Mara Glennie, founder of the prominent TEARS Foundation.

The South African government’s failure to tackle gender-based violence (GBV) is a catastrophic betrayal that is costing women their lives, a leading frontline charity has warned.

In a scathing indictment of state paralysis, Mara Glennie, founder of the prominent TEARS Foundation, demanded an immediate end to "symbolic activism" and called for a radical institutional restructuring to wrest control of the crisis away from failing government ministers. Despite South Africa maintaining one of the highest femicide rates globally, landmark legislation remains trapped in bureaucratic limbo while the criminal justice system buckles under a staggering backlog of more than 140,000 unprocessed DNA samples.

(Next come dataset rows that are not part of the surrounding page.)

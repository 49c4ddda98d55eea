//! Health Check and Metrics Endpoint
//!
//! # Endpoints
//!
//! - `GET /health` - JSON status of the stream, pipeline and client
//! - `GET /healthz` - liveness probe (simple OK)
//! - `GET /readyz` - readiness probe (event source connected)
//! - `GET /metrics` - Prometheus metrics in text format

use std::net::SocketAddr;
use std::sync::Arc;
use std::time::Instant;

use axum::{Json, Router, extract::State, http::StatusCode, response::IntoResponse, routing::get};
use chrono::{DateTime, Utc};
use serde::Serialize;
use tokio::net::TcpListener;
use tokio_util::sync::CancellationToken;

use crate::application::services::client::DatasetClient;
use crate::application::services::event_stream::{StreamState, StreamStatus};
use crate::application::services::pipeline::PipelineCounters;
use crate::infrastructure::metrics::get_metrics_handle;

// =============================================================================
// Health Response Types
// =============================================================================

/// Health check response.
#[derive(Debug, Clone, Serialize)]
pub struct HealthResponse {
    /// Overall status.
    pub status: HealthStatus,
    /// Crate version.
    pub version: String,
    /// Uptime in seconds.
    pub uptime_secs: u64,
    /// Current time.
    pub current_time: DateTime<Utc>,
    /// Event source.
    pub stream: StreamInfo,
    /// Ingestion loop.
    pub pipeline: PipelineInfo,
    /// Remote engine client.
    pub client: ClientInfo,
}

/// Overall health status.
#[derive(Debug, Clone, Copy, PartialEq, Eq, Serialize)]
#[serde(rename_all = "lowercase")]
pub enum HealthStatus {
    /// Event source connected and client open.
    Healthy,
    /// Event source temporarily unavailable.
    Degraded,
    /// Event source gave up or the client is closed.
    Unhealthy,
}

/// Event source status.
#[derive(Debug, Clone, Serialize)]
pub struct StreamInfo {
    /// Connection state.
    pub state: &'static str,
    /// Whether the source is connected.
    pub connected: bool,
    /// Connection attempts so far.
    pub connect_attempts: u64,
    /// Backoff delays scheduled so far.
    pub reconnects: u64,
    /// Events forwarded.
    pub events: u64,
    /// Malformed messages skipped.
    pub malformed: u64,
}

/// Ingestion loop status.
#[derive(Debug, Clone, Serialize)]
pub struct PipelineInfo {
    /// Events ingested.
    pub events: u64,
    /// Successful flushes.
    pub flushes: u64,
    /// Events persisted.
    pub flushed_events: u64,
    /// Flushes the engine rejected.
    pub failed_flushes: u64,
}

/// Client status.
#[derive(Debug, Clone, Serialize)]
pub struct ClientInfo {
    /// Tracked handles.
    pub active_handles: usize,
    /// Remote calls in flight.
    pub in_flight: usize,
    /// Whether the client has been closed.
    pub closed: bool,
}

// =============================================================================
// Health Server State
// =============================================================================

/// Shared state for the health server.
pub struct HealthServerState {
    version: String,
    started_at: Instant,
    stream: Arc<StreamStatus>,
    pipeline: Arc<PipelineCounters>,
    client: Arc<DatasetClient>,
}

impl HealthServerState {
    /// Create new health server state.
    #[must_use]
    pub fn new(
        version: String,
        stream: Arc<StreamStatus>,
        pipeline: Arc<PipelineCounters>,
        client: Arc<DatasetClient>,
    ) -> Self {
        Self {
            version,
            started_at: Instant::now(),
            stream,
            pipeline,
            client,
        }
    }
}

// =============================================================================
// Health Server
// =============================================================================

/// Health check HTTP server.
pub struct HealthServer {
    port: u16,
    state: Arc<HealthServerState>,
    cancel: CancellationToken,
}

impl HealthServer {
    /// Create a new health server.
    #[must_use]
    pub const fn new(port: u16, state: Arc<HealthServerState>, cancel: CancellationToken) -> Self {
        Self {
            port,
            state,
            cancel,
        }
    }

    /// Run the health server until cancelled.
    ///
    /// # Errors
    ///
    /// Returns `HealthServerError` if binding fails or the HTTP server
    /// encounters a fatal error while running.
    pub async fn run(self) -> Result<(), HealthServerError> {
        let app = router(self.state);

        let addr = SocketAddr::from(([0, 0, 0, 0], self.port));
        let listener = TcpListener::bind(addr)
            .await
            .map_err(|e| HealthServerError::BindFailed(self.port, e.to_string()))?;

        tracing::info!(port = self.port, "Health server listening");

        axum::serve(listener, app)
            .with_graceful_shutdown(self.cancel.cancelled_owned())
            .await
            .map_err(|e| HealthServerError::ServerFailed(e.to_string()))?;

        tracing::info!("Health server stopped");
        Ok(())
    }
}

fn router(state: Arc<HealthServerState>) -> Router {
    Router::new()
        .route("/health", get(health_handler))
        .route("/healthz", get(liveness_handler))
        .route("/readyz", get(readiness_handler))
        .route("/metrics", get(metrics_handler))
        .with_state(state)
}

// =============================================================================
// HTTP Handlers
// =============================================================================

async fn health_handler(State(state): State<Arc<HealthServerState>>) -> impl IntoResponse {
    let response = build_health_response(&state);
    let status_code = match response.status {
        HealthStatus::Healthy | HealthStatus::Degraded => StatusCode::OK,
        HealthStatus::Unhealthy => StatusCode::SERVICE_UNAVAILABLE,
    };
    (status_code, Json(response))
}

async fn liveness_handler() -> impl IntoResponse {
    (StatusCode::OK, "OK")
}

async fn readiness_handler(State(state): State<Arc<HealthServerState>>) -> impl IntoResponse {
    if state.stream.is_connected() && !state.client.is_closed() {
        (StatusCode::OK, "READY")
    } else {
        (StatusCode::SERVICE_UNAVAILABLE, "NOT READY")
    }
}

async fn metrics_handler() -> impl IntoResponse {
    get_metrics_handle().map_or_else(
        || {
            (
                StatusCode::SERVICE_UNAVAILABLE,
                [("content-type", "text/plain")],
                "Metrics not initialized".to_string(),
            )
        },
        |handle| {
            (
                StatusCode::OK,
                [("content-type", "text/plain; version=0.0.4; charset=utf-8")],
                handle.render(),
            )
        },
    )
}

fn build_health_response(state: &HealthServerState) -> HealthResponse {
    let stream_state = state.stream.state();
    let closed = state.client.is_closed();

    HealthResponse {
        status: determine_health_status(stream_state, closed),
        version: state.version.clone(),
        uptime_secs: state.started_at.elapsed().as_secs(),
        current_time: Utc::now(),
        stream: StreamInfo {
            state: stream_state.as_str(),
            connected: stream_state == StreamState::Connected,
            connect_attempts: state.stream.connect_attempts(),
            reconnects: state.stream.reconnects(),
            events: state.stream.events(),
            malformed: state.stream.malformed(),
        },
        pipeline: PipelineInfo {
            events: state.pipeline.events(),
            flushes: state.pipeline.flushes(),
            flushed_events: state.pipeline.flushed_events(),
            failed_flushes: state.pipeline.failed_flushes(),
        },
        client: ClientInfo {
            active_handles: state.client.active_handles().len(),
            in_flight: state.client.in_flight(),
            closed,
        },
    }
}

const fn determine_health_status(stream: StreamState, client_closed: bool) -> HealthStatus {
    if client_closed {
        return HealthStatus::Unhealthy;
    }
    match stream {
        StreamState::Connected => HealthStatus::Healthy,
        StreamState::Idle | StreamState::Connecting | StreamState::Reconnecting => {
            HealthStatus::Degraded
        }
        StreamState::Stopped | StreamState::GaveUp => HealthStatus::Unhealthy,
    }
}

// =============================================================================
// Errors
// =============================================================================

/// Health server errors.
#[derive(Debug, thiserror::Error)]
pub enum HealthServerError {
    /// Failed to bind to port.
    #[error("failed to bind to port {0}: {1}")]
    BindFailed(u16, String),

    /// Server error.
    #[error("server error: {0}")]
    ServerFailed(String),
}

// =============================================================================
// Tests
// =============================================================================
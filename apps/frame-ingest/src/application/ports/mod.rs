//! Port Interfaces
//!
//! Defines the interfaces (ports) for external systems following the
//! Hexagonal Architecture pattern. Infrastructure adapters implement them;
//! tests substitute in-memory fakes.
//!
//! ## Driven Ports (Outbound)
//!
//! - `RemoteEngine`: per-call contract of the remote columnar engine
//! - `EventSource`: push-based event feed with liveness probing

mod engine;
mod event_source;

pub use engine::{ChunkStream, ClientError, RemoteEngine};
pub use event_source::{EventConnection, EventSource, StreamError};

#[cfg(test)]
pub use engine::MockRemoteEngine;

"We cry for my beloved country for the failure to address gender-based violence," Glennie said, launching an unprecedented attack on what she described as the state's "second pandemic." "South Africa does not lack well-written policies; it lacks political courage and functional implementation. We will no longer sit quietly while structural incompetence costs lives daily."

Independent oversight reviews and parliamentary audits reveal a state response crippled by internal mismanagement, underfunding, and logistical chaos. The most severe failure lies within the South African Police Service (SAPS) Forensic Science Laboratory. A parliamentary probe recently confirmed that hundreds of rape and murder cases are being routinely thrown out or struck off court rolls because the state cannot produce timely DNA and toxicology results.